After two months of bad drought news, Texas got a small bit of relief. The amount of land listed as “abnormally dry” went down slightly, now covering about 28% of the state. Some light rain helped parts of the Gulf Coast and south-central Texas, but officials say it’s not a real recovery yet. Serious drought conditions are still affecting West Texas and the Panhandle, according to the Texas Commission on Environmental Quality.

In a post on X, the Texas Commission on Environmental Quality highlighted the latest weekly drought map, noting that the area in drought decreased from the previous week, marking the first weekly decline in eight weeks. The agency linked to the new map and said it was prepared by its Water Availability Division using the U.S. Drought Monitor dataset. According to the Texas Commission on Environmental Quality, abnormally dry conditions now affect roughly 28% of Texas.

 

 

What the U.S. Drought Monitor Map Says

The weekly map driving this update is the U.S. Drought Monitor product for the week ending Feb. 3. The U.S. Drought Monitor page notes, “Map released: February 5, 2026; Data valid: February 3, 2026.” The monitor uses five categories, from D0 (abnormally dry) through D4 (exceptional drought), to capture both short and long-term impacts. According to the U.S. Drought Monitor, that dataset is the basis for the graphics TCEQ posted this week.

Where Things Improved and Where They Did Not

The U.S. Drought Monitor shows spotty improvements in parts of southeast and south-central Texas, where recent rains trimmed short-term deficits. Other regions did not share in the luck. The Panhandle and much of West Texas remain locked in severe to exceptional drought. The weekly summary notes one-category improvements in areas that saw the heaviest precipitation and one-category degradations elsewhere, leaving a patchwork of conditions across the state. That uneven picture helps explain how the statewide dry footprint can shrink a bit even while deep drought continues in large swaths of Texas.
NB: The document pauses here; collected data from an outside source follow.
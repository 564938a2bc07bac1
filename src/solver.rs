//! Top-level configuration validation and algorithm dispatch.

use log::{info, warn};

use crate::algorithm::{fp, nwfc, wfc};
use crate::cell::Cell;
use crate::cli::{Algorithm, Cli};
use crate::error::ConfigError;
use crate::grid::Grid;
use crate::rng;
use crate::rules::Rules;

/// Validated run configuration, derived from `Cli`. Configuration errors are
/// caught here, before they ever reach a solver.
#[derive(Debug, Clone)]
pub struct Config {
    /// Which solver variant to run.
    pub algorithm: Algorithm,
    /// Grid side length (or, for NWFC, the logical window-grid side length).
    pub grid_size: usize,
    /// Base RNG seed; run `k` uses effective seed `seed + k`.
    pub seed: u32,
    /// Number of runs to perform.
    pub num_runs: u32,
    /// Window side S, present iff `algorithm` is an NWFC variant.
    pub subgrid_size: Option<usize>,
    /// Output path, or `None` to write to stdout.
    pub output: Option<std::path::PathBuf>,
}

impl Config {
    /// Validate `cli` into a `Config`, or report why it is invalid.
    pub fn from_cli(cli: &Cli) -> Result<Self, ConfigError> {
        if cli.grid_size == 0 {
            return Err(ConfigError::InvalidGridSize(cli.grid_size));
        }
        if cli.num_runs == 0 {
            return Err(ConfigError::InvalidNumRuns(cli.num_runs as usize));
        }
        if cli.algorithm.is_nwfc() {
            let size = cli
                .subgrid_size
                .ok_or_else(|| ConfigError::MissingSubgridSize(format!("{:?}", cli.algorithm)))?;
            if size < 2 {
                return Err(ConfigError::SubgridTooSmall(size));
            }
        }
        if cli.generate_image {
            warn!("--generate-image was set, but raster image composition is out of scope; ignoring it");
        }

        Ok(Self {
            algorithm: cli.algorithm,
            grid_size: cli.grid_size,
            seed: cli.seed,
            num_runs: cli.num_runs,
            subgrid_size: cli.subgrid_size,
            output: cli.output.clone(),
        })
    }
}

/// Result of a single run.
pub enum Outcome {
    /// A fully- or partially-collapsed grid, with backtracking diagnostics
    /// when the algorithm used the decision-frame protocol.
    Ran {
        grid: Grid,
        backtrack_count: Option<usize>,
        peak_snapshot_bytes: Option<usize>,
    },
    /// A backtracking algorithm exhausted its root decision frame.
    Unsolvable,
}

/// Run one solve with effective seed `config.seed + run_index`.
pub fn run_once(config: &Config, rules: &Rules, run_index: u32) -> Outcome {
    let seed = rng::seed_for_run(config.seed, run_index);
    let mut rng = rng::seeded(seed);
    info!(
        "running {:?} on a {}x{} grid with seed {seed}",
        config.algorithm, config.grid_size, config.grid_size
    );

    match config.algorithm {
        Algorithm::Fp | Algorithm::FpDiagonal => {
            let traversal = traversal_for(config.algorithm);
            let mut grid = Grid::initialize(config.grid_size, config.grid_size, &Cell::full(rules.num_tiles()));
            fp::solve(&mut grid, rules, &mut rng, traversal);
            Outcome::Ran { grid, backtrack_count: None, peak_snapshot_bytes: None }
        }
        Algorithm::FpBacktrack | Algorithm::FpDiagonalBacktrack => {
            let traversal = traversal_for(config.algorithm);
            let mut grid = Grid::initialize(config.grid_size, config.grid_size, &Cell::full(rules.num_tiles()));
            match fp::solve_with_backtracking(&mut grid, rules, &mut rng, traversal) {
                Some(stats) => Outcome::Ran {
                    grid,
                    backtrack_count: Some(stats.backtrack_count),
                    peak_snapshot_bytes: Some(stats.peak_snapshot_bytes),
                },
                None => Outcome::Unsolvable,
            }
        }
        Algorithm::Wfc | Algorithm::WfcDiagonal => {
            let selection = selection_for(config.algorithm);
            let mut grid = Grid::initialize(config.grid_size, config.grid_size, &Cell::full(rules.num_tiles()));
            wfc::solve(&mut grid, rules, &mut rng, selection);
            Outcome::Ran { grid, backtrack_count: None, peak_snapshot_bytes: None }
        }
        Algorithm::WfcBacktrack | Algorithm::WfcDiagonalBacktrack => {
            let selection = selection_for(config.algorithm);
            let mut grid = Grid::initialize(config.grid_size, config.grid_size, &Cell::full(rules.num_tiles()));
            match wfc::solve_with_backtracking(&mut grid, rules, &mut rng, selection) {
                Some(stats) => Outcome::Ran {
                    grid,
                    backtrack_count: Some(stats.backtrack_count),
                    peak_snapshot_bytes: Some(stats.peak_snapshot_bytes),
                },
                None => Outcome::Unsolvable,
            }
        }
        Algorithm::Nwfc | Algorithm::NwfcBacktrack => {
            let subgrid_size = config.subgrid_size.expect("validated by Config::from_cli");
            let backtracking = config.algorithm.is_backtracking();
            let (grid, stats) = nwfc::solve(config.grid_size, config.grid_size, subgrid_size, rules, &mut rng, backtracking);
            Outcome::Ran {
                grid,
                backtrack_count: backtracking.then_some(stats.backtrack_count),
                peak_snapshot_bytes: backtracking.then_some(stats.peak_snapshot_bytes),
            }
        }
    }
}

fn traversal_for(algorithm: Algorithm) -> fp::Traversal {
    match algorithm {
        Algorithm::FpDiagonal | Algorithm::FpDiagonalBacktrack => fp::Traversal::AntiDiagonal,
        _ => fp::Traversal::Raster,
    }
}

fn selection_for(algorithm: Algorithm) -> wfc::Selection {
    match algorithm {
        Algorithm::WfcDiagonal | Algorithm::WfcDiagonalBacktrack => wfc::Selection::AntiDiagonal,
        _ => wfc::Selection::Mrv,
    }
}
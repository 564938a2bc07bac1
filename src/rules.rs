//! Compiled tile-adjacency compatibility masks.
//!
//! Every solver checks "is tile `u` compatible with some tile in the
//! neighbour's domain, across direction `d`?" in its innermost loop.
//! Precomputing one bitset per `(tile, direction)` turns that check into a
//! single `FixedBitSet` intersection test instead of a nested scan over
//! both domains.

use fixedbitset::FixedBitSet;

use crate::direction::{ALL_DIRECTIONS, Direction};
use crate::tile::{Tile, TileId};

/// Compiled adjacency rules for an alphabet of tiles.
pub struct Rules {
    num_tiles: usize,
    /// `masks[tile][dir]` is the set of tile ids that may sit in direction
    /// `dir` from `tile` without a contradiction.
    masks: Vec<[FixedBitSet; 4]>,
}

impl Rules {
    /// Compile compatibility masks for every tile in `tiles` against every
    /// other tile (including itself), across all four directions.
    ///
    /// `tiles[i].id()` is expected to equal `i`; this is how the tileset
    /// loader enumerates its alphabet.
    pub fn compile(tiles: &[Tile]) -> Self {
        let num_tiles = tiles.len();
        let masks = tiles
            .iter()
            .map(|tile| {
                ALL_DIRECTIONS.map(|dir| {
                    let mut mask = FixedBitSet::with_capacity(num_tiles);
                    for other in tiles {
                        if tile.is_compatible(other, dir) {
                            mask.insert(other.id() as usize);
                        }
                    }
                    mask
                })
            })
            .collect();

        Self { num_tiles, masks }
    }

    /// Number of tiles in the compiled alphabet.
    pub fn num_tiles(&self) -> usize {
        self.num_tiles
    }

    /// The set of tile ids compatible with `tile` in direction `dir`.
    pub fn compatible(&self, tile: TileId, dir: Direction) -> &FixedBitSet {
        &self.masks[tile as usize][dir.index()]
    }

    /// Whether `tile` has at least one supporter in `domain` across `dir`,
    /// i.e. whether some tile in `domain` may sit in direction `dir` from
    /// `tile`.
    pub fn has_support(&self, tile: TileId, dir: Direction, domain: &FixedBitSet) -> bool {
        self.compatible(tile, dir).intersection(domain).next().is_some()
    }
}
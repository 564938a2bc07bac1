//! The decision-frame backtracking engine shared by every `*_BACKTRACK`
//! solver variant: a stack of snapshot/tried-tiles frames, updated in place
//! on a failed choice and popped only when a frame's domain is exhausted.

use fixedbitset::FixedBitSet;
use rand::Rng;

use crate::grid::{Grid, Snapshot};
use crate::tile::TileId;

/// One pending decision: the grid state before it was made, the cell it
/// decided, and the tile ids already tried and rejected there.
struct Frame {
    snapshot: Snapshot,
    position: (usize, usize),
    tried: FixedBitSet,
    /// Opaque traversal cursor, for solvers whose cell-selection order is
    /// stateful (`fp::RasterOrder`/`fp::AntiDiagonalOrder`). MRV selection
    /// ignores this; it recomputes the next cell from the grid each call.
    selector_checkpoint: usize,
}

/// Diagnostics returned alongside a solved grid.
#[derive(Debug, Clone, Copy, Default)]
pub struct SolveStats {
    /// Number of times the engine rolled back to a shallower frame.
    pub backtrack_count: usize,
    /// Sum of the byte size of every snapshot ever held on the stack at
    /// once, sampled at its high-water mark -- a rough bound on the
    /// engine's peak memory use, not an exact accounting.
    pub peak_snapshot_bytes: usize,
}

/// Per-algorithm hooks the generic engine drives: how to pick the next cell
/// to decide, and how to propagate constraints after a decision.
pub trait Strategy {
    /// Select the next uncollapsed cell to decide, advancing (and returning)
    /// an opaque cursor the engine will restore on rollback.
    fn select(&mut self, grid: &Grid) -> Option<((usize, usize), usize)>;

    /// Restore the selector's internal cursor to a checkpoint returned by an
    /// earlier `select` call, so that a later `select` resumes scanning
    /// from exactly where that decision left off.
    fn restore_cursor(&mut self, checkpoint: usize);

    /// Propagate constraints after collapsing `pos`. `Err` carries the
    /// position whose domain was pruned empty.
    fn propagate(&self, grid: &mut Grid, pos: (usize, usize)) -> Result<(), (usize, usize)>;
}

/// Run the decision-frame protocol to a fully collapsed, consistent grid,
/// or `None` if the root frame is exhausted (unsolvable).
///
/// `strategy.select` is called once per successful decision to choose the
/// *next* cell; this function performs no cell selection of its own beyond
/// driving that call and the choose/apply/propagate/rollback loop.
pub fn run<S: Strategy>(
    grid: &mut Grid,
    num_tiles: usize,
    rng: &mut impl Rng,
    strategy: &mut S,
) -> Option<SolveStats> {
    let mut stats = SolveStats::default();
    let mut stack_bytes = 0usize;

    let Some((pos, checkpoint)) = strategy.select(grid) else {
        return Some(stats); // already fully collapsed, nothing to decide
    };
    let mut frames = vec![push_frame(grid, pos, checkpoint, num_tiles)];
    stack_bytes += frame_bytes(&frames[0]);
    stats.peak_snapshot_bytes = stack_bytes;

    loop {
        let top = frames.last_mut().expect("frame stack is never empty mid-loop");
        let residual: Vec<TileId> = grid
            .at(top.position.0, top.position.1)
            .domain()
            .filter(|t| !top.tried.contains(*t as usize))
            .collect();

        if residual.is_empty() {
            // This decision has no untried options left: discard it and
            // escalate to the parent, restoring the grid to the state it
            // had right before the parent's own decision.
            stats.backtrack_count += 1;
            let exhausted = frames.pop().expect("just matched Some(top) above");
            stack_bytes -= frame_bytes(&exhausted);

            let Some(parent) = frames.last() else {
                return None;
            };
            grid.restore(&parent.snapshot);
            strategy.restore_cursor(parent.selector_checkpoint);
            continue;
        }

        let tile = residual[rng.random_range(0..residual.len())];
        top.tried.insert(tile as usize);
        let pos = top.position;
        grid.at_mut(pos.0, pos.1).collapse(tile);

        match strategy.propagate(grid, pos) {
            Ok(()) => match strategy.select(grid) {
                Some((next_pos, next_checkpoint)) => {
                    let frame = push_frame(grid, next_pos, next_checkpoint, num_tiles);
                    stack_bytes += frame_bytes(&frame);
                    stats.peak_snapshot_bytes = stats.peak_snapshot_bytes.max(stack_bytes);
                    frames.push(frame);
                }
                None => return Some(stats),
            },
            Err(_contradiction) => {
                // Undo this decision's mutation and retry the same frame --
                // its `tried` set already recorded the rejected tile.
                let top = frames.last().expect("frame stack is never empty mid-loop");
                grid.restore(&top.snapshot);
            }
        }
    }
}

fn push_frame(grid: &Grid, position: (usize, usize), checkpoint: usize, num_tiles: usize) -> Frame {
    Frame {
        snapshot: grid.snapshot(),
        position,
        tried: FixedBitSet::with_capacity(num_tiles),
        selector_checkpoint: checkpoint,
    }
}

fn frame_bytes(frame: &Frame) -> usize {
    std::mem::size_of_val(&frame.snapshot) + frame.tried.len().div_ceil(8)
}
What Officials and Water Managers Are Advising

TCEQ is urging public water systems and utilities to stick with their drought contingency plans and to report any mandatory restrictions through the agency’s reporting tools. According to TCEQ, the agency offers technical assistance and guidance to systems under stress and provides resources for both utilities and the public. Local water providers set the rules for customers and remain the first point of contact for Texans who want to know whether new restrictions apply in their area.

Short-term Outlook

The near-term forecast is a mixed bag. Recent pockets of beneficial rain helped parts of the Gulf Coast and some south-central counties, but broader outlooks still lean toward drier conditions across central and southern Texas, with no sustained wet pattern on deck. Federal outlooks and the national drought portal point to limited chances for a full-scale recovery unless the state sees several weeks of measurable rain. For the latest maps and short-term projections, see Drought.gov.

This week’s modest improvement is a reminder that drought is highly dynamic. A few well-timed showers can nudge the map’s dry acreage down, even while long-running hydrologic shortages linger beneath the surface. Officials say the practical play for now is steady monitoring, consistent conservation and close attention to local water-supplier guidance, as any broad statewide recovery remains uneven and incomplete.